Heavy metal oxide (HMO) glasses include, among others, compound oxide glasses with high Bi- and/or Pb-oxide content. These materials are very attractive for photonic applications because they show phonon energies lower than those of silicates or borates, which provides them with an extended transparency interval in the mid infrared (lambda less than or equal to 7-8 mum). This feature makes them specially suitable for infrared transmission applications. In addition, they have high density, a relatively low glass transition temperature, and an excellent chemical and physical stability. However, they show relatively small energy band-gaps (2-3 eV) and large linear (n(0) greater than or equal to 2) and non-linear refractive indices (n(2) approximate to 10(-19)-10(-18) m(2)/W), which makes their processing with ultrashort pulses to become a challenge. This work analyses different issues inherent to the production of waveguides in these materials by direct writing with fs laser pulses.
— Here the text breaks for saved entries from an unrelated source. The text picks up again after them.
use std::path::PathBuf;
use std::time::Duration;

use serde::Deserialize;

/// Runtime configuration for the orchestrator. Everything here is a plain
/// value so a host can deserialize it from JSON or build it by hand.
#[derive(Clone, Debug, Deserialize)]
#[serde(default)]
pub struct UpdaterConfig {
    /// Directory where update packages are downloaded and staged.
    pub download_dir: PathBuf,
    /// Path of the sqlite database holding the durable status keys.
    pub db_path: PathBuf,
    /// Directory for rolling log files.
    pub log_dir: PathBuf,
    /// Version string of the currently installed build, used for the
    /// compatibility filter.
    pub build_version: String,
    /// UTC timestamp of the currently installed build.
    pub build_timestamp: i64,
    /// Whether the device supports seamless (streaming) installs.
    pub ab_device: bool,
    /// Whether legacy installs go through the recovery environment.
    pub recovery_update: bool,
    /// Whether the storage holding downloads is encrypted. When true the
    /// legacy path must stage a plaintext copy before handing off.
    pub storage_encrypted: bool,
    /// Delay before a status change notification is broadcast. A tunable,
    /// not a contract; it only exists so a freshly binding listener has
    /// time to subscribe.
    pub notify_delay_ms: u64,
    /// Extension appended to the staging copy used by the legacy path.
    pub uncrypt_file_ext: String,
}

impl Default for UpdaterConfig {
    fn default() -> Self {
        let data_dir = dirs::data_dir()
            .unwrap_or_else(|| PathBuf::from("."))
            .join("ota-updater");
        Self {
            download_dir: data_dir.join("downloads"),
            db_path: data_dir.join("updater.db"),
            log_dir: data_dir.join("logs"),
            build_version: String::new(),
            build_timestamp: 0,
            ab_device: true,
            recovery_update: false,
            storage_encrypted: false,
            notify_delay_ms: 500,
            uncrypt_file_ext: ".uncrypt".to_string(),
        }
    }
}

impl UpdaterConfig {
    pub fn notify_delay(&self) -> Duration {
        Duration::from_millis(self.notify_delay_ms)
    }
}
We will show, as an example, the feasibility of writing efficient waveguides in 35PbO . 35Bi(2)O(3) . 15Ga(2)O(3) . 15 GeO2 HMO glass. The comparison of the behavior of this material with glasses showing lower linear and non-linear refractive indices allows to conclude that direct fs-laser waveguide writing with peak powers above the critical self-focusing threshold is feasible. Different means to control the guided mode distribution under this condition are presented.